Yesterday saw the latest version of what has become an annual traditional since 2004—a game of Iraq Risk, our game of intrigue and political conflict in post-2003 Iraq, pitting Shiite, Sunni, and Kurdish political actors and militias against each other in a battle for territory, resources, and to shape the new Iraqi constitution. Once again, the conflict was sustained by a delivery of delicious pizza from Angela Pizzeria.
It started, of course, with bloody-thirsty threats by the jihadists. In the video below their leader Merouan “al-Mughrabi” can be seen reviewing his troops and threatening death to America. His deputy, the elusive Tommy “al-Kirklandi,” was likely off plotting something with or against someone. In last game we played (when the two led rival Kurdish groups) the competition between them had been intense. Could they cooperate this time playing as the jihadists and bring all Iraq under the sway of a new Sunni Caliphate?
As usual, the prime ministership started off in the hands of the Shiite mainstream. However, at the end of the first turn they lost a vote of non-confidence, and Sean and Hillary of the Patriotic Union of Kurdistan nominated “Shillary” for the position. With the support of the Sadrists, jihadists, Kurdish Democratic Party, and half the Sunni moderates (who spilt on the issue) their bid was successful.
Almost immediately, however, the new government faced demands from the jihadists that it call for a withdrawal of US troops. The Shiite mainstream warned loudly of the treachery of the jihadists, while the new prime minister resisted their demands.
This led to a punitive jihadist campaign against the KUP, successfully overrunning Diyala province. The Sunni moderates also decided to flex their limited military muscles, and were surprisingly effective, probably due to good dice-rolling by their former Ba’thist military officers.
The Sunni advance was only halted by the Iraqi security forces, in their first sustained combat operations since the overthrow of Saddam. The Sunni moderates also made the mistake of looking far too pleased with themselves when several constitutional votes went their way, earning the suspicion and enmity of several other teams.
In other constitutional maneuvering, the KDP used their connections with Ahmed Chalabi (alliance card) to bribe large numbers of deputies to support the Kurdish position on a key vote.
Shortly thereafter, the US and Israel (via random event card) bombed Iran’s nuclear reactor, leading Tehran to place a bounty on US troops in Iraq. The Sadrists took up the challenge.
Despite the arrival of General Petreaus (extolling the virtues of population-centric counterinsurgency doctrine and clutching a copy of Field Manual FM 3-24 , in another random event card), the Sadrist attacks were surprisingly effective. They also began a build-up in and around Karbala and Najaf, hoping to assert control there.

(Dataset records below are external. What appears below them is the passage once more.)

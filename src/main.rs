mod config;
mod labeler;
mod pr;
mod report;
mod rules;

use clap::Parser;
use std::collections::BTreeSet;
use std::path::PathBuf;
use tracing::{debug, info, info_span};
use tracing_subscriber::EnvFilter;

/// PR Labeler — CLI tool that applies and retracts labels on a GitHub Pull
/// Request from the declarative rules in the repository's rule file.
#[derive(Parser, Debug)]
#[command(name = "pr-labeler", version, about)]
struct Cli {
    /// GitHub Pull Request URL (e.g., https://github.com/org/repo/pull/42)
    ///
    /// Not required when --mock is used.
    pr_url: Option<String>,

    /// Compute the label plan without adding or removing any label
    #[arg(long)]
    dry_run: bool,

    /// Optional output file path for markdown report
    #[arg(short, long)]
    output: Option<PathBuf>,

    /// Use a built-in mock PR and rule file for demo purposes (no GitHub token needed)
    #[arg(long)]
    r#mock: bool,
}

#[tokio::main]
async fn main() -> Result<(), Box<dyn std::error::Error>> {
    tracing_subscriber::fmt()
        .with_env_filter(EnvFilter::from_default_env())
        .with_target(true)
        .with_writer(std::io::stderr)
        .init();

    let cli = Cli::parse();

    let evaluation = if cli.r#mock {
        info!("using mock PR data for demo");
        let host = build_mock_host();
        let evaluation = labeler::run(&host, cli.dry_run).await?;
        debug!(writes = host.writes().len(), "mock label writes recorded");
        evaluation
    } else {
        let pr_url = cli.pr_url.as_deref().ok_or(
            "PR URL is required unless --mock is used. Usage: pr-labeler <URL> or pr-labeler --mock",
        )?;

        let _main_span = info_span!("pr_label", pr_url = %pr_url).entered();

        info!("parsing PR URL");
        let parsed_url = pr::parse_pr_url(pr_url)?;
        debug!(owner = %parsed_url.owner, repo = %parsed_url.repo, pr = parsed_url.pr_number, "parsed PR URL");

        info!("loading configuration");
        let config = config::Config::load()?;

        let host = pr::GitHubClient::new(parsed_url, &config)?;
        info!(dry_run = cli.dry_run, "labeling pull request");
        labeler::run(&host, cli.dry_run).await?
    };

    info!("generating report");
    let built_report = report::build(evaluation, cli.dry_run);
    report::output(&built_report, cli.output.as_deref())?;
    info!(state = %built_report.state, "done");

    Ok(())
}

/// Build an in-memory host from a fixture PR and the embedded rule file.
/// This enables running the full labeling pipeline without a GitHub token.
fn build_mock_host() -> pr::FixtureHost {
    let rules = include_str!("../tests/fixtures/pr-labeler.yml");

    let snapshot = pr::PullRequestSnapshot {
        number: 42,
        state: pr::PrState::Open,
        title: "Add OAuth2 login flow".to_string(),
        body: Some("Replaces session cookies with OAuth2.\n\nThis is a Breaking Change for API clients.".to_string()),
        author: "alice".to_string(),
        target_branch: "release".to_string(),
        has_milestone: true,
        comments: 4,
        review_comments: 0,
        mergeable: Some(true),
        draft: false,
        commits: 7,
        additions: 320,
        deletions: 45,
        changed_paths: vec![
            "src/auth/oauth.rs".to_string(),
            "src/auth/config.rs".to_string(),
            "docs/auth.md".to_string(),
        ],
        labels: BTreeSet::from(["wip".to_string(), "needs-design".to_string()]),
    };

    pr::FixtureHost::new(snapshot, rules)
}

With the Shiite mainstream/ISCI still controlling more population and resources than anyone else, a build up of their forces in the south provoked alarm. The PUK, after having diverted European Union aid monies into their own war chest, launched a major offensive that reached deep into Shiite areas of the south.

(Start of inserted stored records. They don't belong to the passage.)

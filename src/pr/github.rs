use async_trait::async_trait;
use reqwest::Url;
use serde::Deserialize;
use tracing::{debug, instrument};

use super::types::{PrState, PrUrl, PullRequestSnapshot};
use super::{PrError, PullRequestHost};
use crate::config::Config;

const USER_AGENT: &str = "pr-labeler";
const FILES_PER_PAGE: usize = 100;

/// `PullRequestHost` backed by the GitHub REST API.
pub struct GitHubClient {
    client: reqwest::Client,
    api_url: String,
    token: String,
    rules_path: String,
    pr: PrUrl,
}

#[derive(Deserialize)]
struct User {
    login: String,
}

#[derive(Deserialize)]
struct BaseRef {
    #[serde(rename = "ref")]
    name: String,
}

#[derive(Deserialize)]
struct LabelResponse {
    name: String,
}

#[derive(Deserialize)]
struct Milestone {}

#[derive(Deserialize)]
struct PullResponse {
    number: u64,
    state: String,
    #[serde(default)]
    merged: bool,
    title: String,
    body: Option<String>,
    user: User,
    base: BaseRef,
    milestone: Option<Milestone>,
    #[serde(default)]
    comments: u64,
    #[serde(default)]
    review_comments: u64,
    mergeable: Option<bool>,
    #[serde(default)]
    draft: bool,
    #[serde(default)]
    commits: u64,
    #[serde(default)]
    additions: u64,
    #[serde(default)]
    deletions: u64,
    #[serde(default)]
    labels: Vec<LabelResponse>,
}

#[derive(Deserialize)]
struct FileResponse {
    filename: String,
}

impl PullResponse {
    fn into_snapshot(self) -> PullRequestSnapshot {
        let state = if self.merged {
            PrState::Merged
        } else if self.state == "closed" {
            PrState::Closed
        } else {
            PrState::Open
        };

        PullRequestSnapshot {
            number: self.number,
            state,
            title: self.title,
            body: self.body,
            author: self.user.login,
            target_branch: self.base.name,
            has_milestone: self.milestone.is_some(),
            comments: self.comments,
            review_comments: self.review_comments,
            mergeable: self.mergeable,
            draft: self.draft,
            commits: self.commits,
            additions: self.additions,
            deletions: self.deletions,
            changed_paths: Vec::new(),
            labels: self.labels.into_iter().map(|l| l.name).collect(),
        }
    }
}

impl GitHubClient {
    pub fn new(pr: PrUrl, config: &Config) -> Result<Self, PrError> {
        let token = config.github_token().ok_or(PrError::MissingToken)?;
        Ok(Self {
            client: reqwest::Client::new(),
            api_url: config.api_url().to_string(),
            token,
            rules_path: config.rules.path.clone(),
            pr,
        })
    }

    /// Build `{api}/repos/{owner}/{repo}/{segments...}` with each segment escaped.
    fn endpoint<'a, I>(&self, segments: I) -> Result<Url, PrError>
    where
        I: IntoIterator<Item = &'a str>,
    {
        let mut url =
            Url::parse(&self.api_url).map_err(|_| PrError::InvalidApiUrl(self.api_url.clone()))?;
        {
            let mut path = url
                .path_segments_mut()
                .map_err(|_| PrError::InvalidApiUrl(self.api_url.clone()))?;
            path.pop_if_empty()
                .extend(["repos", self.pr.owner.as_str(), self.pr.repo.as_str()])
                .extend(segments);
        }
        Ok(url)
    }

    fn pull_endpoint(&self, rest: &[&str]) -> Result<Url, PrError> {
        let number = self.pr.pr_number.to_string();
        self.endpoint(["pulls", number.as_str()].into_iter().chain(rest.iter().copied()))
    }

    fn issue_endpoint(&self, rest: &[&str]) -> Result<Url, PrError> {
        let number = self.pr.pr_number.to_string();
        self.endpoint(["issues", number.as_str()].into_iter().chain(rest.iter().copied()))
    }

    fn request(&self, method: reqwest::Method, url: Url) -> reqwest::RequestBuilder {
        self.client
            .request(method, url)
            .header("User-Agent", USER_AGENT)
            .bearer_auth(&self.token)
    }
}

#[async_trait]
impl PullRequestHost for GitHubClient {
    #[instrument(skip(self), fields(owner = %self.pr.owner, repo = %self.pr.repo, pr = self.pr.pr_number))]
    async fn fetch_pull_request(&self) -> Result<PullRequestSnapshot, PrError> {
        debug!("fetching PR metadata from GitHub API");
        let metadata = self
            .request(reqwest::Method::GET, self.pull_endpoint(&[])?)
            .send()
            .await?
            .error_for_status()?
            .json::<PullResponse>()
            .await?;
        debug!(title = %metadata.title, state = %metadata.state, merged = metadata.merged, "received PR metadata");
        Ok(metadata.into_snapshot())
    }

    #[instrument(skip(self), fields(path = %self.rules_path))]
    async fn fetch_rule_configuration(&self) -> Result<Vec<u8>, PrError> {
        let url = self.endpoint(
            std::iter::once("contents").chain(self.rules_path.split('/').filter(|s| !s.is_empty())),
        )?;
        let bytes = self
            .request(reqwest::Method::GET, url)
            .header("Accept", "application/vnd.github.raw")
            .send()
            .await?
            .error_for_status()?
            .bytes()
            .await?;
        debug!(config_bytes = bytes.len(), "received rule configuration");
        Ok(bytes.to_vec())
    }

    #[instrument(skip(self), fields(pr = self.pr.pr_number))]
    async fn list_changed_paths(&self) -> Result<Vec<String>, PrError> {
        let mut paths = Vec::new();
        let mut page = 1usize;
        loop {
            let mut url = self.pull_endpoint(&["files"])?;
            url.query_pairs_mut()
                .append_pair("per_page", &FILES_PER_PAGE.to_string())
                .append_pair("page", &page.to_string());

            let files = self
                .request(reqwest::Method::GET, url)
                .send()
                .await?
                .error_for_status()?
                .json::<Vec<FileResponse>>()
                .await?;
            let fetched = files.len();
            paths.extend(files.into_iter().map(|f| f.filename));
            debug!(page, fetched, "received changed files page");

            if fetched < FILES_PER_PAGE {
                break;
            }
            page += 1;
        }
        Ok(paths)
    }

    #[instrument(skip(self), fields(pr = self.pr.pr_number))]
    async fn add_labels(&self, labels: &[String]) -> Result<(), PrError> {
        if labels.is_empty() {
            return Ok(());
        }
        self.request(reqwest::Method::POST, self.issue_endpoint(&["labels"])?)
            .json(&serde_json::json!({ "labels": labels }))
            .send()
            .await?
            .error_for_status()?;
        Ok(())
    }

    #[instrument(skip(self), fields(pr = self.pr.pr_number))]
    async fn remove_label(&self, name: &str) -> Result<(), PrError> {
        let response = self
            .request(reqwest::Method::DELETE, self.issue_endpoint(&["labels", name])?)
            .send()
            .await?;
        if response.status() == reqwest::StatusCode::NOT_FOUND {
            debug!(label = %name, "label already absent");
            return Ok(());
        }
        response.error_for_status()?;
        Ok(())
    }
}

#[cfg(test)]
mod tests {
    use super::*;

    fn client() -> GitHubClient {
        let mut config = Config::default();
        config.github.token = Some("test-token".to_string());
        let pr = PrUrl {
            owner: "org".to_string(),
            repo: "repo".to_string(),
            pr_number: 42,
        };
        GitHubClient::new(pr, &config).unwrap()
    }

    fn pull_json(state: &str, merged: bool) -> serde_json::Value {
        serde_json::json!({
            "number": 42,
            "state": state,
            "merged": merged,
            "title": "Add OAuth2 login flow",
            "body": null,
            "user": { "login": "alice" },
            "base": { "ref": "release" },
            "milestone": { "title": "v1.0" },
            "comments": 2,
            "review_comments": 0,
            "mergeable": null,
            "draft": true,
            "commits": 3,
            "additions": 320,
            "deletions": 45,
            "labels": [{ "name": "docs" }, { "name": "bot" }]
        })
    }

    #[test]
    fn test_pull_response_maps_to_snapshot() {
        let response: PullResponse = serde_json::from_value(pull_json("open", false)).unwrap();
        let pr = response.into_snapshot();
        assert_eq!(pr.state, PrState::Open);
        assert_eq!(pr.author, "alice");
        assert_eq!(pr.target_branch, "release");
        assert!(pr.has_milestone);
        assert_eq!(pr.mergeable, None);
        assert!(pr.draft);
        assert!(pr.body.is_none());
        assert!(pr.labels.contains("docs") && pr.labels.contains("bot"));
    }

    #[test]
    fn test_merged_flag_overrides_closed_state() {
        let merged: PullResponse = serde_json::from_value(pull_json("closed", true)).unwrap();
        assert_eq!(merged.into_snapshot().state, PrState::Merged);

        let closed: PullResponse = serde_json::from_value(pull_json("closed", false)).unwrap();
        assert_eq!(closed.into_snapshot().state, PrState::Closed);
    }

    #[test]
    fn test_missing_token_is_an_error() {
        let mut config = Config::default();
        config.github.token = None;
        if std::env::var("GITHUB_TOKEN").is_err() {
            let pr = PrUrl {
                owner: "org".to_string(),
                repo: "repo".to_string(),
                pr_number: 1,
            };
            assert!(matches!(GitHubClient::new(pr, &config), Err(PrError::MissingToken)));
        }
    }

    #[test]
    fn test_label_endpoint_escapes_name() {
        let url = client().issue_endpoint(&["labels", "needs review/ui"]).unwrap();
        assert_eq!(
            url.as_str(),
            "https://api.github.com/repos/org/repo/issues/42/labels/needs%20review%2Fui"
        );
    }

    #[test]
    fn test_files_endpoint() {
        let url = client().pull_endpoint(&["files"]).unwrap();
        assert_eq!(url.as_str(), "https://api.github.com/repos/org/repo/pulls/42/files");
    }
}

These areas, the Kurds, proclaimed, were “historically Kurdish regions.”
ISCI was unconvinced, and unleashed its Badr Brigade in a massive Shiite counterattack. This not only reclaimed the south, but pushed deep into PUK-held areas of Kurdistan.
ISCI also south to wrest control of the city of Karbala from the Sadrists. It was touch-and-go for a minute, but inspired by their leader the Sadrists held their ground. They also used parliamentary maneuvers to postpone a scheduled vote on oil-sharing arrangements which was not likely to go their way.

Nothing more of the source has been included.